BEGIN THE DATA
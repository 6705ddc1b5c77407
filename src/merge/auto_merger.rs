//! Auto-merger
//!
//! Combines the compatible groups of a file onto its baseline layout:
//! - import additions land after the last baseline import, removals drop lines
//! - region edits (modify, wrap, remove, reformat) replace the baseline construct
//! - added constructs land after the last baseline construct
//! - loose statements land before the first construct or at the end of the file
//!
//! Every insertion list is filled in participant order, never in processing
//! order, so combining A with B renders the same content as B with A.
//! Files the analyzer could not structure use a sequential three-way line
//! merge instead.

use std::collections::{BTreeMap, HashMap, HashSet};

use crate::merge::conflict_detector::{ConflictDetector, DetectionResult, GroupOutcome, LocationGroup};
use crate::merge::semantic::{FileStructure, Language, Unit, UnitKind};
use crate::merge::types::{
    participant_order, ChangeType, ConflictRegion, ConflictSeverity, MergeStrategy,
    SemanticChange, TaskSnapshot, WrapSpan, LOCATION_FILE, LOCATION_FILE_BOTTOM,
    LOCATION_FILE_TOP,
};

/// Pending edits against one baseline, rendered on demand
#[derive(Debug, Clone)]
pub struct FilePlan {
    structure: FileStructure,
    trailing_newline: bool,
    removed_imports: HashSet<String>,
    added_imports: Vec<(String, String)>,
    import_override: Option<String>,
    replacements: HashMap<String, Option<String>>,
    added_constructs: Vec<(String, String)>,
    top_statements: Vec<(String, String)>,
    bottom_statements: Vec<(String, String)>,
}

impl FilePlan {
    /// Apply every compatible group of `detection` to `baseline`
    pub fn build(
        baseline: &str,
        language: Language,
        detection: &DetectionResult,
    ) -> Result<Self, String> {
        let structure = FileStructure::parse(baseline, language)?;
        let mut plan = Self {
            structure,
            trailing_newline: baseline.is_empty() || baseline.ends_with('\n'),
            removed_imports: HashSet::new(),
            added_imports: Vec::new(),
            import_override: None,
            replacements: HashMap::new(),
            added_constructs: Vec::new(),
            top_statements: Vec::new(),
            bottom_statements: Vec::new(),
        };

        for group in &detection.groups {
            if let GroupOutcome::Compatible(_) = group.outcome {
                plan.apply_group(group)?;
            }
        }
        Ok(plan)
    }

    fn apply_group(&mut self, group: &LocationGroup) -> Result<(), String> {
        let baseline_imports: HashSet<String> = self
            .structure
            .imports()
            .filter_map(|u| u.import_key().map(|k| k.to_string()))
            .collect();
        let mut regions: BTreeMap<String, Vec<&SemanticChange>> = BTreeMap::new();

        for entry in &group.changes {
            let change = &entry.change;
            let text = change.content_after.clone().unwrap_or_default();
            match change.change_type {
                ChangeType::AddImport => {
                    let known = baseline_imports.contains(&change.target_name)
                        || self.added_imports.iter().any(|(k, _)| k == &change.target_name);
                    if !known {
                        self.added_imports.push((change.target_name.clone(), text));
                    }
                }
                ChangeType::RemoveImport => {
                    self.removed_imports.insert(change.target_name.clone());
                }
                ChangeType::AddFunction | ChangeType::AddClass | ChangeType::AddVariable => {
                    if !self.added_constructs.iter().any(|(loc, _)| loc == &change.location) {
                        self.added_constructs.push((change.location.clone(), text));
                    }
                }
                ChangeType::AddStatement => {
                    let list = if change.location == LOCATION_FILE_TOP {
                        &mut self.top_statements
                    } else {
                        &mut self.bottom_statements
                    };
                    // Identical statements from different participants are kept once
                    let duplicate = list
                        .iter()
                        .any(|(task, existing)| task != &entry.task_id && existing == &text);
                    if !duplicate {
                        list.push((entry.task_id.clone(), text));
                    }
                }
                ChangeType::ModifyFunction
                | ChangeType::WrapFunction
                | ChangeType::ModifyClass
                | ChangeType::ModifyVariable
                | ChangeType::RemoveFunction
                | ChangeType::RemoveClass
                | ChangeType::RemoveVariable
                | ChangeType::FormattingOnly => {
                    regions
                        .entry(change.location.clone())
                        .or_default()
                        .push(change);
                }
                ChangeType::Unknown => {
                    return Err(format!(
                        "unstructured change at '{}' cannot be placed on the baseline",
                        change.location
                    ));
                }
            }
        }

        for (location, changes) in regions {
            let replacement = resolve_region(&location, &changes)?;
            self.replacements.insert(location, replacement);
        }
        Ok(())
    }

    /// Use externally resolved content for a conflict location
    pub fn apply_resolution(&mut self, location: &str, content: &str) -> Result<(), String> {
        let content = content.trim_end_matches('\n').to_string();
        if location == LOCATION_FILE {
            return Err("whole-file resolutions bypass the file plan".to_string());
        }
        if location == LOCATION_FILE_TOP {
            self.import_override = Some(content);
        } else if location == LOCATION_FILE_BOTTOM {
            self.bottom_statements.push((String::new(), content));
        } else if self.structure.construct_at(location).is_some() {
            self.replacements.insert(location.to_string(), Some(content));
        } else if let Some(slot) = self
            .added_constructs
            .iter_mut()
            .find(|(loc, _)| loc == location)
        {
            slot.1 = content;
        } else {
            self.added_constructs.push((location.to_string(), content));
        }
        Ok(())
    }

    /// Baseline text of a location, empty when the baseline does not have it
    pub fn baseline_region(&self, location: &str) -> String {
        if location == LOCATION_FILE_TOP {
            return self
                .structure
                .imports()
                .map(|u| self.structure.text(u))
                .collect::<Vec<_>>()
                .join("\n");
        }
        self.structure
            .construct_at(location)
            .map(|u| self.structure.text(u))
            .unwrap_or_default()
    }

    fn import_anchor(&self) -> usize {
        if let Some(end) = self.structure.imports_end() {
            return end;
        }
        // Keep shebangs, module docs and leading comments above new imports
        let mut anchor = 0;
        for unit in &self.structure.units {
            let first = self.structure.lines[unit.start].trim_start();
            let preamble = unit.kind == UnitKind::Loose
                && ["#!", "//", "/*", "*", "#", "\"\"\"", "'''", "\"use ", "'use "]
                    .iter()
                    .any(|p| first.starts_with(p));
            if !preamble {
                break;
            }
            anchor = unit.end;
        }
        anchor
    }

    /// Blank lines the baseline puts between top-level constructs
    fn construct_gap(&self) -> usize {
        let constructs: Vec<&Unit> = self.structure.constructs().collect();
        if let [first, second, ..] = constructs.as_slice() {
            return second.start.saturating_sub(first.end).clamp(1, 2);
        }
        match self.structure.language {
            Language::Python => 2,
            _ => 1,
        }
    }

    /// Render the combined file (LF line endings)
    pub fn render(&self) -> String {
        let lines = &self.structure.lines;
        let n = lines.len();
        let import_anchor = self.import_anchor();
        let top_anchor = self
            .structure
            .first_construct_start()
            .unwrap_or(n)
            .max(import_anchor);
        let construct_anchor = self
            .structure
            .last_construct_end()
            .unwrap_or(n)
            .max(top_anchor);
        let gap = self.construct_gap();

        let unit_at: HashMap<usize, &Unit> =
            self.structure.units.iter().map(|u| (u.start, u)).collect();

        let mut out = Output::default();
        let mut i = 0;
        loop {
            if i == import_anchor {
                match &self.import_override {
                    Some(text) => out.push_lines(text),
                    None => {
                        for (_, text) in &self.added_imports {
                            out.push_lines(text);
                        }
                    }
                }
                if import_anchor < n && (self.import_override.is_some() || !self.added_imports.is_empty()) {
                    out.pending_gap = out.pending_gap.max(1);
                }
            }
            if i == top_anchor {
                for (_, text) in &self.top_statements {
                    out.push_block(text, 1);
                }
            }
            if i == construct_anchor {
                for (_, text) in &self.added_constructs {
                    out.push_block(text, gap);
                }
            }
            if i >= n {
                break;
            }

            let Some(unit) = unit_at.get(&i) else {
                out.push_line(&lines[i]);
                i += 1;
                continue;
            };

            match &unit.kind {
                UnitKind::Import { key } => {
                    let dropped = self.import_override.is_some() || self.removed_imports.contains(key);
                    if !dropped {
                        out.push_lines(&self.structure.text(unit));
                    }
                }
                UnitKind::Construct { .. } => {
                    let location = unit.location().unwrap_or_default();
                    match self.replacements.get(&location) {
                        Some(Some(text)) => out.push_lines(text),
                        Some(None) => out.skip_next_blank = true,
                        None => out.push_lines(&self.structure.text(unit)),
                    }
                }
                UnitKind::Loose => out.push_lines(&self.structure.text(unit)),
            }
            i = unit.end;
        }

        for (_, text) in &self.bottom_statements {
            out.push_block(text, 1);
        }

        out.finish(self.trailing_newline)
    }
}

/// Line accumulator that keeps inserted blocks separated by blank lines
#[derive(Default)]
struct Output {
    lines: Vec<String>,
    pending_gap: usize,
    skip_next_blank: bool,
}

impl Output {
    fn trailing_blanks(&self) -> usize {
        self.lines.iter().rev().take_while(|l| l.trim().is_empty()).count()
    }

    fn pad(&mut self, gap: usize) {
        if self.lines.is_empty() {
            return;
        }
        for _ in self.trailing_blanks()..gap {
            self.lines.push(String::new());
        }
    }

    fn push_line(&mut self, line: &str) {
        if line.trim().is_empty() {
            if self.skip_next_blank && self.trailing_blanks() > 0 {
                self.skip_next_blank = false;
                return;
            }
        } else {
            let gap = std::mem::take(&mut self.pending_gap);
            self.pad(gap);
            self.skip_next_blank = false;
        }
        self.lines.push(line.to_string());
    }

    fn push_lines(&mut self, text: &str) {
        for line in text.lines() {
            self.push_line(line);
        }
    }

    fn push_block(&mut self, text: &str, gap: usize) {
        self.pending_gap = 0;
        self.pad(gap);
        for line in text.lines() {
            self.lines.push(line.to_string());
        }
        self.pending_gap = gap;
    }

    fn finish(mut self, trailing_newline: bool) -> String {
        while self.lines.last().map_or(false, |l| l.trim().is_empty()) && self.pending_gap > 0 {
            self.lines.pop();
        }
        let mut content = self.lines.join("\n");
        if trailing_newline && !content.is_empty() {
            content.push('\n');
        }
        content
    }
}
END THE DATA
DIRECTIONS FOR THIS TASK:
For every line above that has "finish" in it, copy the line.

WRITTEN RESPONSE:
        out.finish(self.trailing_newline)
    fn finish(mut self, trailing_newline: bool) -> String {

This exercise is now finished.